Browsers have a number of ways of dealing with parsing, processing, and matching large numbers of CSS selectors. Modern web apps are now using thousands of selectors in their stylesheets. In order to calculate the styles of a single element, a huge number of CSS rules need to be considered. Browsers don’t just iterate over every selector and test it. That would be way too slow.
Most browsers implement some kind of grouping data structure to sort out obvious rules that would not match. In WebKit, it’s called a RuleSet.
SelectorSet
SelectorSet is a JavaScript implementation of group technique browsers are already using. If you have a set of selectors known upfront, it makes matching and querying elements against that set of selectors much more efficient.
Selectors added to the set are quickly analyzed and indexed under a key.

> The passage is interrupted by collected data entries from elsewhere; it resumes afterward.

//! Tracing subscriber initialization with structured logging and optional
//! OpenTelemetry trace export.
//!
//! Log lines go to stderr so stdout stays free for run output.
//!
//! # Usage
//!
//! ```no_run
//! use rivulet_types::config::LogFormat;
//!
//! // Human-readable logs, warnings and above unless RUST_LOG says otherwise
//! rivulet_observe::tracing_setup::init_tracing(LogFormat::Pretty, false, "warn").unwrap();
//! ```

use std::sync::OnceLock;

use opentelemetry::trace::TracerProvider as _;
use opentelemetry_sdk::trace::SdkTracerProvider;
use rivulet_types::config::LogFormat;
use tracing_subscriber::EnvFilter;
use tracing_subscriber::Layer;
use tracing_subscriber::fmt::format::FmtSpan;
use tracing_subscriber::layer::SubscriberExt;
use tracing_subscriber::util::SubscriberInitExt;

/// Stores the OTel tracer provider so it can be shut down cleanly on exit.
static TRACER_PROVIDER: OnceLock<SdkTracerProvider> = OnceLock::new();

/// Initialize the global tracing subscriber.
///
/// - `format` selects a human-readable layer (with span close timing, so
///   each step execution reports its duration) or one JSON object per line.
/// - When `enable_otel` is true, tracing spans are also bridged to
///   OpenTelemetry with a stdout exporter.
/// - `RUST_LOG` takes precedence over `default_filter`.
///
/// # Errors
///
/// Returns an error if the global subscriber has already been set.
pub fn init_tracing(
    format: LogFormat,
    enable_otel: bool,
    default_filter: &str,
) -> Result<(), Box<dyn std::error::Error>> {
    let env_filter =
        EnvFilter::try_from_default_env().unwrap_or_else(|_| EnvFilter::new(default_filter));

    let fmt_layer = match format {
        LogFormat::Pretty => tracing_subscriber::fmt::layer()
            .with_target(true)
            .with_writer(std::io::stderr)
            .with_span_events(FmtSpan::CLOSE)
            .boxed(),
        LogFormat::Json => tracing_subscriber::fmt::layer()
            .json()
            .with_current_span(true)
            .with_writer(std::io::stderr)
            .boxed(),
    };

    let otel_layer = if enable_otel {
        let provider = SdkTracerProvider::builder()
            .with_simple_exporter(opentelemetry_stdout::SpanExporter::default())
            .build();
        let tracer = provider.tracer("rivulet");

        // Store the provider for shutdown and register it globally.
        let _ = TRACER_PROVIDER.set(provider.clone());
        opentelemetry::global::set_tracer_provider(provider);

        Some(tracing_opentelemetry::layer().with_tracer(tracer))
    } else {
        None
    };

    tracing_subscriber::registry()
        .with(env_filter)
        .with(fmt_layer)
        .with(otel_layer)
        .try_init()?;

    Ok(())
}

/// Flush pending traces and shut down the OpenTelemetry tracer provider.
///
/// No-op when OTel was not enabled.
pub fn shutdown_tracing() {
    if let Some(provider) = TRACER_PROVIDER.get() {
        if let Err(e) = provider.shutdown() {
            eprintln!("Warning: OTel tracer provider shutdown error: {e}");
        }
    }
}
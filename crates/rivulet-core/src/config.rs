//! Engine configuration loader.
//!
//! Reads a `rivulet.toml` file and deserializes it into [`EngineConfig`].
//! Falls back to defaults when the file is missing or malformed.

use std::path::Path;

use rivulet_types::config::EngineConfig;

/// Minimum number of workers per run.
pub const MIN_CONCURRENCY: usize = 1;

/// Load engine configuration from `path`.
///
/// - If the file does not exist, returns [`EngineConfig::default()`].
/// - If the file exists but fails to parse, logs a warning and returns the default.
/// - Otherwise returns the parsed config.
pub async fn load_engine_config(path: &Path) -> EngineConfig {
    let content = match tokio::fs::read_to_string(path).await {
        Ok(content) => content,
        Err(err) if err.kind() == std::io::ErrorKind::NotFound => {
            tracing::debug!("No config found at {}, using defaults", path.display());
            return EngineConfig::default();
        }
        Err(err) => {
            tracing::warn!("Failed to read {}: {err}, using defaults", path.display());
            return EngineConfig::default();
        }
    };

    match toml::from_str::<EngineConfig>(&content) {
        Ok(config) => config,
        Err(err) => {
            tracing::warn!("Failed to parse {}: {err}, using defaults", path.display());
            EngineConfig::default()
        }
    }
}

/// Worker count actually used for a requested concurrency. A floor of
/// [`MIN_CONCURRENCY`] is enforced.
pub fn effective_concurrency(requested: usize) -> usize {
    requested.max(MIN_CONCURRENCY)
}
//! Serializable record of a run, used to continue a workflow later.
//!
//! The engine never persists anything itself. A caller accumulates the
//! `StepRun` records it receives into a `Checkpoint`, stores it wherever it
//! likes, and passes `initial_values()` to the next run.

use std::collections::BTreeMap;
use std::path::Path;

use chrono::{DateTime, Utc};
use rivulet_types::value::Variable;
use serde::{Deserialize, Serialize};
use uuid::Uuid;

use super::run::StepRun;

// ---------------------------------------------------------------------------
// Error type
// ---------------------------------------------------------------------------

#[derive(Debug, thiserror::Error)]
pub enum CheckpointError {
    #[error("serialization error: {0}")]
    Serialization(#[from] serde_json::Error),

    #[error("checkpoint io error: {0}")]
    Io(#[from] std::io::Error),
}

// ---------------------------------------------------------------------------
// Checkpoint
// ---------------------------------------------------------------------------

#[derive(Debug, Clone, PartialEq, Serialize, Deserialize)]
pub struct Checkpoint {
    /// Name of the workflow the records belong to.
    pub workflow: String,
    /// Run that produced the most recent records.
    pub run_id: Uuid,
    pub created_at: DateTime<Utc>,
    /// Records in emission order, possibly spanning several runs.
    #[serde(default)]
    pub records: Vec<StepRun>,
}

impl Checkpoint {
    pub fn new(workflow: impl Into<String>, run_id: Uuid) -> Self {
        Self {
            workflow: workflow.into(),
            run_id,
            created_at: Utc::now(),
            records: Vec::new(),
        }
    }

    pub fn record(&mut self, record: StepRun) {
        self.records.push(record);
    }

    pub fn extend(&mut self, records: impl IntoIterator<Item = StepRun>) {
        self.records.extend(records);
    }

    /// Latest value per step, ordered by name.
    ///
    /// Considers `Completed` values and `Variable` records; a value with a
    /// lower generation never replaces a higher one, regardless of order.
    pub fn initial_values(&self) -> Vec<Variable> {
        let mut latest: BTreeMap<&str, &Variable> = BTreeMap::new();
        for value in self.records.iter().filter_map(StepRun::value) {
            match latest.get(value.name.as_str()) {
                Some(existing) if !value.supersedes(existing) => {}
                _ => {
                    latest.insert(value.name.as_str(), value);
                }
            }
        }
        latest.into_values().cloned().collect()
    }

    pub fn to_json(&self) -> Result<String, CheckpointError> {
        Ok(serde_json::to_string_pretty(self)?)
    }

    pub fn from_json(json: &str) -> Result<Self, CheckpointError> {
        Ok(serde_json::from_str(json)?)
    }

    pub async fn save(&self, path: &Path) -> Result<(), CheckpointError> {
        let json = self.to_json()?;
        tokio::fs::write(path, json).await?;
        tracing::debug!(
            path = %path.display(),
            records = self.records.len(),
            "checkpoint saved"
        );
        Ok(())
    }

    pub async fn load(path: &Path) -> Result<Self, CheckpointError> {
        let json = tokio::fs::read_to_string(path).await?;
        Self::from_json(&json)
    }
}

// ---------------------------------------------------------------------------
// Tests
// ---------------------------------------------------------------------------
//! Step execution records streamed to run callers.
//!
//! A `StepRun` is one point-in-time state of one step's attempted
//! execution. Records are never mutated: each transition builds a new record
//! that carries the step name, generation and inputs forward.

use std::collections::BTreeMap;
use std::sync::Arc;

use rivulet_types::value::Variable;
use serde::{Deserialize, Serialize};
use serde_json::Value;

use super::step::StepError;

// ---------------------------------------------------------------------------
// RunInfo
// ---------------------------------------------------------------------------

/// Identity of one attempted execution: which step, at which generation,
/// with which inputs.
#[derive(Debug, Clone, PartialEq, Serialize, Deserialize)]
pub struct RunInfo {
    pub step: String,
    pub generation: u64,
    #[serde(default, skip_serializing_if = "BTreeMap::is_empty")]
    pub inputs: BTreeMap<String, Value>,
}

impl RunInfo {
    pub fn new(step: impl Into<String>, generation: u64, inputs: BTreeMap<String, Value>) -> Self {
        Self {
            step: step.into(),
            generation,
            inputs,
        }
    }

    pub fn queued(self) -> StepRun {
        StepRun::Queued(self)
    }

    pub fn running(self) -> StepRun {
        StepRun::Running(self)
    }

    /// Completion record. A produced value is tagged with this run's step
    /// name and generation.
    pub fn completed(self, value: Option<Value>) -> StepRun {
        let value = value.map(|v| Variable::new(self.step.clone(), self.generation, v));
        StepRun::Completed { run: self, value }
    }

    pub fn failed(self, error: StepError) -> StepRun {
        StepRun::Failed {
            run: self,
            error: StepFailure::new(error),
        }
    }
}

// ---------------------------------------------------------------------------
// StepFailure
// ---------------------------------------------------------------------------

/// Error attached to a `Failed` record.
///
/// The message survives serialization; the original error is only available
/// in the process that produced it.
#[derive(Debug, Clone, Serialize, Deserialize)]
pub struct StepFailure {
    pub message: String,
    #[serde(skip)]
    error: Option<Arc<StepError>>,
}

impl StepFailure {
    pub fn new(error: StepError) -> Self {
        Self {
            message: error.to_string(),
            error: Some(Arc::new(error)),
        }
    }

    /// The original error, if this record was not deserialized.
    pub fn error(&self) -> Option<&StepError> {
        self.error.as_deref()
    }
}

impl PartialEq for StepFailure {
    fn eq(&self, other: &Self) -> bool {
        self.message == other.message
    }
}

impl std::fmt::Display for StepFailure {
    fn fmt(&self, f: &mut std::fmt::Formatter<'_>) -> std::fmt::Result {
        f.write_str(&self.message)
    }
}

// ---------------------------------------------------------------------------
// StepRun
// ---------------------------------------------------------------------------

/// One observable state transition.
///
/// Lifecycle: `Queued` -> `Running` -> `Completed` | `Failed`. `NotReady` is
/// terminal and emitted instead of `Queued`. `Variable` announces a value
/// independent of any run (initial values).
#[derive(Debug, Clone, PartialEq, Serialize, Deserialize)]
#[serde(tag = "status", content = "record", rename_all = "snake_case")]
pub enum StepRun {
    Queued(RunInfo),
    NotReady { step: String, generation: u64 },
    Running(RunInfo),
    Completed { run: RunInfo, value: Option<Variable> },
    Failed { run: RunInfo, error: StepFailure },
    Variable(Variable),
}

impl StepRun {
    pub fn not_ready(step: impl Into<String>, generation: u64) -> Self {
        StepRun::NotReady {
            step: step.into(),
            generation,
        }
    }

    /// Name of the step this record is about.
    pub fn step_name(&self) -> &str {
        match self {
            StepRun::Queued(run) | StepRun::Running(run) => &run.step,
            StepRun::Completed { run, .. } | StepRun::Failed { run, .. } => &run.step,
            StepRun::NotReady { step, .. } => step,
            StepRun::Variable(v) => &v.name,
        }
    }

    pub fn generation(&self) -> u64 {
        match self {
            StepRun::Queued(run) | StepRun::Running(run) => run.generation,
            StepRun::Completed { run, .. } | StepRun::Failed { run, .. } => run.generation,
            StepRun::NotReady { generation, .. } => *generation,
            StepRun::Variable(v) => v.generation,
        }
    }

    /// True for records that end an execution attempt that actually ran.
    pub fn is_finished(&self) -> bool {
        matches!(self, StepRun::Completed { .. } | StepRun::Failed { .. })
    }

    /// The value carried by a `Completed` or `Variable` record.
    pub fn value(&self) -> Option<&Variable> {
        match self {
            StepRun::Completed { value, .. } => value.as_ref(),
            StepRun::Variable(v) => Some(v),
            _ => None,
        }
    }

    /// Short lowercase label for display.
    pub fn status(&self) -> &'static str {
        match self {
            StepRun::Queued(_) => "queued",
            StepRun::NotReady { .. } => "not_ready",
            StepRun::Running(_) => "running",
            StepRun::Completed { .. } => "completed",
            StepRun::Failed { .. } => "failed",
            StepRun::Variable(_) => "variable",
        }
    }
}

// ---------------------------------------------------------------------------
// Tests
// ---------------------------------------------------------------------------
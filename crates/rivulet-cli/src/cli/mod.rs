//! CLI command definitions for the `rivulet` binary.
//!
//! Uses clap derive macros for argument parsing.

pub mod call;
pub mod describe;
pub mod output;
pub mod run;

use std::path::PathBuf;

use clap::{Parser, Subcommand};
use clap_complete::Shell;
use rivulet_types::config::LogFormat;

use crate::demos::Demo;

/// Run reactive dataflow workflows.
#[derive(Parser)]
#[command(name = "rivulet", version, about, long_about = None)]
#[command(propagate_version = true)]
pub struct Cli {
    /// Output machine-readable JSON instead of styled text.
    #[arg(long, global = true)]
    pub json: bool,

    /// Suppress all output except errors.
    #[arg(long, global = true)]
    pub quiet: bool,

    /// Detailed output (-v for verbose, -vv for debug/trace).
    #[arg(short, long, action = clap::ArgAction::Count, global = true)]
    pub verbose: u8,

    /// Engine configuration file.
    #[arg(long, global = true, env = "RIVULET_CONFIG", default_value = "rivulet.toml")]
    pub config: PathBuf,

    /// Log line format (overrides the config file).
    #[arg(long, global = true, value_enum)]
    pub log_format: Option<LogFormatArg>,

    #[command(subcommand)]
    pub command: Commands,
}

#[derive(Subcommand)]
pub enum Commands {
    /// Run a workflow and stream every step transition.
    Run(run::RunArgs),

    /// Invoke a single step with JSON arguments and print its value.
    Call {
        /// Workflow to load the step from.
        demo: Demo,

        /// Step to invoke.
        step: String,

        /// JSON object mapping parameter names to values.
        #[arg(long, default_value = "{}")]
        args: String,
    },

    /// Show the steps of a workflow.
    Describe {
        /// Workflow to describe.
        demo: Demo,
    },

    /// Generate shell completions.
    Completions {
        /// Shell to generate completions for.
        shell: Shell,
    },
}

#[derive(Debug, Clone, Copy, PartialEq, Eq, clap::ValueEnum)]
pub enum LogFormatArg {
    Pretty,
    Json,
}

impl From<LogFormatArg> for LogFormat {
    fn from(arg: LogFormatArg) -> Self {
        match arg {
            LogFormatArg::Pretty => LogFormat::Pretty,
            LogFormatArg::Json => LogFormat::Json,
        }
    }
}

This key is derived from a significant part of the right most side of the selector. If the selector targets an id, the id name is used as the key. If there’s a class, the class name is used and so forth. The selector is then put into a map indexed by this key. Looking up the key is constant time.
When it’s time to match the element against the group, the element’s properties are examined for possible keys. These keys are then looked up in the mapping which returns a smaller set of selectors which then perform a full matches test against the element.
Speeding up document delegated events
jQuery’s original $.fn.live
function (and its modern form, $.fn.on
) are probably the most well known delegation APIs. The main advantage of using the delegated event handler over a directly bound one is that new elements added after DOMContentLoaded
will trigger the handler. A technique like this is essential when using a pattern such as pjax, where the entire page never fully reloads.
Extensive usage of document
delegated event handlers is considered controversial. This includes applications with a large number of $(‘.foo’).live(‘click’)
or $(document).on(‘click’, ‘.foo’)
registrations. The common performance argument is that the selector has to be matched against entire ancestor chain of the event target. On an application with large and deeply nested DOM, like github.com, this could be as deep as 15 elements. However, this is likely not the most significant factor. It is when the number of delegated selectors themselves is large. GitHub has 100+ and Basecamp has 300+ document delegated events.
Using the selector set technique described above, installing this jQuery patch could massively speed up your apps event dispatch. Here’s a fun little jsPerf test using real GitHub selectors and markup to demonstrate how much faster the patched jQuery is.
Conclusion
Both of these libraries should be unnecessary and hopefully obsoleted by browsers someday. Browsers already implement techniques like this to process CSS styles efficiently. It’s still unfortunate we have no native implementation of declarative event handlers, even though people have been doing this since 2006.